A Conversation with Los Lonely Boys' Henry Garza

Mike Ragogna: Henry, why did Los Lonely Boys call the new album Revelation?

Henry Garza: Because it was revealed to us by God.

MR: At this point in your lives, are you and your brothers looking at the world differently than when you began making records?

HG: We look at ourselves the same, but not the world.

MR: For the new album, you expanded the sound. Was that intentional or did it happen organically?

HG: A little bit of both.

MR: The music on Revelation ranges from intimate acoustic tracks to baroque to reggae to rock making this album the most musically diverse project of your catalog. How does the band approach writing, arranging and recording the material these days?

HG: We write the same way we always do, but for this record, we had a different plan to step outside ourselves and allow ourselves to let the songs be what the songs wanted to be rather than molding it into something we wanted. We also wrote with other writers and worked with different producers. We felt like for this record, the more people we could get excited about working with us, that it could only be a good thing.

MR: "Give A Little More" kind of explores reggae via Los Lonely Boys. Do you see the band ever recording an album in a style that's even more exploratory for the group, maybe in a genre like soca?

HG: I see us recording any style of music you can come up with from soca to Broadway musicals as long as it has Corazon--Texican Corazon!

MR: How has making music and having successful careers together affected your relationships as brothers?

HG: Our relationship as brothers is the same; if anything, we've only gotten closer and stronger and a lot wiser about the music business.

MR: What does the future hold for Los Lonely Boys?

HG: Let me ask the crystal ball...just kidding! Seriously though, that is a question and answer we leave up to God. We just hope to wake up tomorrow and can still help our families.

MR: What advice do you have for new artists?

HG: I would tell new artists today if this is something you really want to do NEVER GIVE UP, but if you are in it for the fame and fortune, turn back now.


A Conversation with Graham Colton

Mike Ragogna: Graham, what mainly inspired the material for your new album Lonely Ones?

Graham Colton: The album making process was so free and positive. For the first time, I really didn't feel tied down to write autobiographically. Is that a word? Anyway, I wanted to the album to feel lush and open. I wasn't as focused this time around on being heard. I almost wanted my voice to sink into the tracks more and stick out less.

MR: The production on Lonely Ones seems more "retro," its music edgier with more minor keys than the material found on Pacific Coast Eyes. Were you surprised by the direction the album took after you had your first tracks recorded?

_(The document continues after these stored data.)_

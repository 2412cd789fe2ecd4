//! `/dashboard` handler.

use axum::extract::State;
use axum::Json;
use buildwise_progress::Dashboard;

use crate::error::{ApiError, ApiResult};
use crate::state::AppState;

/// `GET /dashboard`: every headline summary as of now.
pub async fn get_dashboard(State(state): State<AppState>) -> ApiResult<Json<Dashboard>> {
    let storage = state.read().await;
    let dashboard = Dashboard::collect(&**storage, chrono::Utc::now())
        .await
        .map_err(ApiError::internal("Failed to fetch dashboard"))?;
    Ok(Json(dashboard))
}

#[cfg(test)]
mod tests {
    use super::*;
    use crate::routes::test_support::fixture;
    use buildwise_core::{Equipment, EquipmentType, SafetyReport, Severity};
    use chrono::{Duration, Utc};

    #[tokio::test]
    async fn test_dashboard_counts() {
        let f = fixture().await;
        {
            let mut storage = f.state.write().await;
            let mut crane = Equipment::new("Tower crane", EquipmentType::Crane);
            crane.next_maintenance = Some(Utc::now() - Duration::days(1));
            storage.save_equipment(&crane).await.unwrap();

            let report = SafetyReport::new(f.project.id, f.foreman.id, "Fall hazard", "Open edge", Severity::Critical);
            storage.save_safety_report(&report).await.unwrap();
        }

        let Json(dashboard) = get_dashboard(State(f.state.clone())).await.unwrap();
        assert_eq!(dashboard.projects.total, 1);
        assert_eq!(dashboard.projects.active, 1);
        assert_eq!(dashboard.projects.total_budget, 2_500_000.0);
        assert_eq!(dashboard.safety.critical_unresolved, 1);
        assert_eq!(dashboard.equipment.available, 1);
        assert_eq!(dashboard.equipment.maintenance_overdue, 1);
        assert_eq!(dashboard.estimates.total, 0);

        let json = serde_json::to_value(&dashboard).unwrap();
        assert_eq!(json["safety"]["criticalUnresolved"], 1);
    }
}
//! API errors and their HTTP mapping.

use axum::http::StatusCode;
use axum::response::{IntoResponse, Response};
use axum::Json;
use serde_json::json;
use tracing::{error, warn};

/// An error returned to an API client as `{ "error": message }`.
#[derive(Debug, thiserror::Error)]
pub enum ApiError {
    /// The addressed record does not exist
    #[error("{0}")]
    NotFound(String),

    /// The request is missing something the caller must supply
    #[error("{0}")]
    BadRequest(String),

    /// Anything else; the message is generic and the cause is only logged
    #[error("{0}")]
    Internal(String),
}

impl ApiError {
    /// `404` with `message`, logged at warn level.
    pub fn not_found(message: &str) -> Self {
        warn!("{}", message);
        ApiError::NotFound(message.to_string())
    }

    /// Map any failure to a generic `500`, logging the cause.
    ///
    /// ```ignore
    /// storage.save_task(&task).await.map_err(ApiError::internal("Failed to create task"))?;
    /// ```
    pub fn internal<E: std::fmt::Display>(message: &'static str) -> impl FnOnce(E) -> ApiError {
        move |cause| {
            error!("{}: {}", message, cause);
            ApiError::Internal(message.to_string())
        }
    }

    /// HTTP status for this error.
    pub fn status(&self) -> StatusCode {
        match self {
            ApiError::NotFound(_) => StatusCode::NOT_FOUND,
            ApiError::BadRequest(_) => StatusCode::BAD_REQUEST,
            ApiError::Internal(_) => StatusCode::INTERNAL_SERVER_ERROR,
        }
    }
}

impl IntoResponse for ApiError {
    fn into_response(self) -> Response {
        (self.status(), Json(json!({ "error": self.to_string() }))).into_response()
    }
}

/// Result alias for handlers.
pub type ApiResult<T> = std::result::Result<T, ApiError>;
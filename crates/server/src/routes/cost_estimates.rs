//! `/cost-estimates` handlers.

use axum::body::Bytes;
use axum::extract::{Path, State};
use axum::http::StatusCode;
use axum::Json;
use buildwise_core::CostEstimateId;
use buildwise_costing::{format_usd, NewCostEstimate};
use tracing::{debug, info};

use super::{parse_body, parse_id};
use crate::error::{ApiError, ApiResult};
use crate::state::AppState;
use crate::views::{CostEstimateView, Message};

/// `GET /cost-estimates`: most recently updated first, with line items.
pub async fn list_cost_estimates(
    State(state): State<AppState>,
) -> ApiResult<Json<Vec<CostEstimateView>>> {
    const FAILURE: &str = "Failed to fetch cost estimates";
    let storage = state.read().await;

    let estimates = storage.list_cost_estimates().await.map_err(ApiError::internal(FAILURE))?;
    let mut views = Vec::with_capacity(estimates.len());
    for estimate in estimates {
        views.push(
            CostEstimateView::load(&**storage, estimate)
                .await
                .map_err(ApiError::internal(FAILURE))?,
        );
    }
    debug!("Listed {} cost estimates", views.len());
    Ok(Json(views))
}

/// `POST /cost-estimates`
///
/// Prices the submitted line items and stores the estimate together with
/// them as a single `DRAFT` record.
pub async fn create_cost_estimate(
    State(state): State<AppState>,
    body: Bytes,
) -> ApiResult<(StatusCode, Json<CostEstimateView>)> {
    const FAILURE: &str = "Failed to create cost estimate";
    let req: NewCostEstimate = parse_body(&body, FAILURE)?;

    let mut storage = state.write().await;
    if storage.load_project(req.project_id).await.map_err(ApiError::internal(FAILURE))?.is_none() {
        return Err(ApiError::not_found("Project not found"));
    }

    let estimate = req.into_estimate(chrono::Utc::now());
    storage.save_cost_estimate(&estimate).await.map_err(ApiError::internal(FAILURE))?;
    storage
        .commit(&format!("Create cost estimate {}", estimate.id))
        .await
        .map_err(ApiError::internal(FAILURE))?;

    info!(
        "Created cost estimate {} ({}, {} line items, total {})",
        estimate.id,
        estimate.name,
        estimate.line_items.len(),
        format_usd(Some(estimate.total_cost))
    );
    let view = CostEstimateView::load(&**storage, estimate).await.map_err(ApiError::internal(FAILURE))?;
    Ok((StatusCode::CREATED, Json(view)))
}

/// `GET /cost-estimates/{id}`
pub async fn get_cost_estimate(
    State(state): State<AppState>,
    Path(id): Path<String>,
) -> ApiResult<Json<CostEstimateView>> {
    const FAILURE: &str = "Failed to fetch cost estimate";
    let id: CostEstimateId = parse_id(&id, "Cost estimate not found")?;

    let storage = state.read().await;
    let Some(estimate) = storage.load_cost_estimate(id).await.map_err(ApiError::internal(FAILURE))? else {
        return Err(ApiError::not_found("Cost estimate not found"));
    };
    let view = CostEstimateView::load(&**storage, estimate).await.map_err(ApiError::internal(FAILURE))?;
    Ok(Json(view))
}

/// `DELETE /cost-estimates/{id}`: the line items go with it.
pub async fn delete_cost_estimate(
    State(state): State<AppState>,
    Path(id): Path<String>,
) -> ApiResult<Json<Message>> {
    const FAILURE: &str = "Failed to delete cost estimate";
    let id: CostEstimateId = parse_id(&id, "Cost estimate not found")?;

    let mut storage = state.write().await;
    if !storage.delete_cost_estimate(id).await.map_err(ApiError::internal(FAILURE))? {
        return Err(ApiError::not_found("Cost estimate not found"));
    }
    storage
        .commit(&format!("Delete cost estimate {}", id))
        .await
        .map_err(ApiError::internal(FAILURE))?;

    info!("Deleted cost estimate {}", id);
    Ok(Json(Message::new("Cost estimate deleted successfully")))
}
//! Buildwise server - construction project management over HTTP.

use std::net::SocketAddr;
use std::path::PathBuf;

use anyhow::{Context, Result};
use buildwise_server::{router, seed, AppState, Backend, ServerConfig};
use clap::{Parser, Subcommand};
use tracing::info;
use tracing_subscriber::EnvFilter;

#[derive(Parser)]
#[command(name = "buildwise")]
#[command(about = "Construction project management API", long_about = None)]
struct Cli {
    #[command(subcommand)]
    command: Commands,
}

#[derive(Subcommand)]
enum Commands {
    /// Serve the JSON API
    Serve {
        /// Address to listen on
        #[arg(long, default_value = "127.0.0.1:3000")]
        bind: SocketAddr,
        /// Data directory
        #[arg(short, long, default_value = ".buildwise")]
        storage: PathBuf,
        /// Storage backend
        #[arg(long, value_enum, default_value_t = Backend::Json)]
        backend: Backend,
    },
    /// Load demo users and a project
    Seed {
        /// Data directory
        #[arg(short, long, default_value = ".buildwise")]
        storage: PathBuf,
        /// Storage backend
        #[arg(long, value_enum, default_value_t = Backend::Json)]
        backend: Backend,
    },
}

fn init_logging() {
    tracing_subscriber::fmt()
        .with_env_filter(EnvFilter::try_from_default_env().unwrap_or_else(|_| EnvFilter::new("info")))
        .init();
}

#[tokio::main]
async fn main() -> Result<()> {
    init_logging();
    let cli = Cli::parse();

    match cli.command {
        Commands::Serve { bind, storage, backend } => {
            let config = ServerConfig { bind, storage_path: storage, backend };
            let state = AppState::open(&config).await.context("Failed to open storage")?;

            let listener = tokio::net::TcpListener::bind(config.bind)
                .await
                .with_context(|| format!("Failed to bind {}", config.bind))?;
            info!("Buildwise v{} listening on {}", env!("CARGO_PKG_VERSION"), config.bind);
            axum::serve(listener, router(state)).await?;
        }
        Commands::Seed { storage, backend } => {
            let config = ServerConfig { storage_path: storage, backend, ..Default::default() };
            let state = AppState::open(&config).await.context("Failed to open storage")?;

            info!("Starting seed...");
            let mut storage = state.write().await;
            let seeded = seed::seed(&mut **storage).await.context("Seed failed")?;
            info!("Seed completed successfully! Project id: {}", seeded.project.id);
        }
    }

    Ok(())
}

GC: Not at all. Before I wrote a single lyric or chord, I wanted to find a sound first. I knew if i was inspired by the noise in the room, my bandmates were making, the lyrics and melodies would come. I wanted to do everything differently. Normally, it all starts with the songs and lyrics on paper then the band plays on top of that song. This was done in the opposite way. The band played a bed of music and I had to find the song inside somehow. It was really freeing.

MR: In some respects, this album sounds like it connects more with your Drive and self-titled albums, almost skipping what Pacific Coast Eyes. How would you view your musical evolution through your catalog?

GC: That's really cool to hear you say. It definitely gives me the same feeling as those albums, like I was in uncharted territory creatively. I always like feeling a little uncomfortable in making new music and this one was the most uncomfortable I've ever a good way. It's fun to look back at my body of work as a whole because it's kinda like looking at old photos. Even the songs that make me say, "What was I thinking?" make me smile.

MR: What are your favorite albums that were released after you recorded Pacific Coast Eyes?

GC: A few of my favorite albums recently are Beach House's Bloom, First Aid Kit's The Lion's Roar, and Broncho's Can't Get Past the Lips.

MR: Pretend you weren't Graham Colton and you were listening to your album for the first time. What would be your perception of the artist and what would your favorite track be?

GC: I love this question because I made this album as if it was my first. I'd wonder if Graham Colton was a guy or a band. I think my favorite track would be "Summer To Me."

MR: With "Before The Fall," you end the album apocalyptically albeit through a love song. How do you view the world these days and where the human race is heading? I know, it's a pretty heavy question.

GC: That song is a picture I've head in my head for awhile. I love the idea of young love and two kids running far away from all the chaos. They're high above it all and uninhibited. I think the world is moving so fast it scares me a bit to have a daughter growing up among the noise. I wish things would slow down and kids would go outside!

MR: While working on the album, what was the relationship like creatively between you and The Flaming Lips' Wayne Coyne?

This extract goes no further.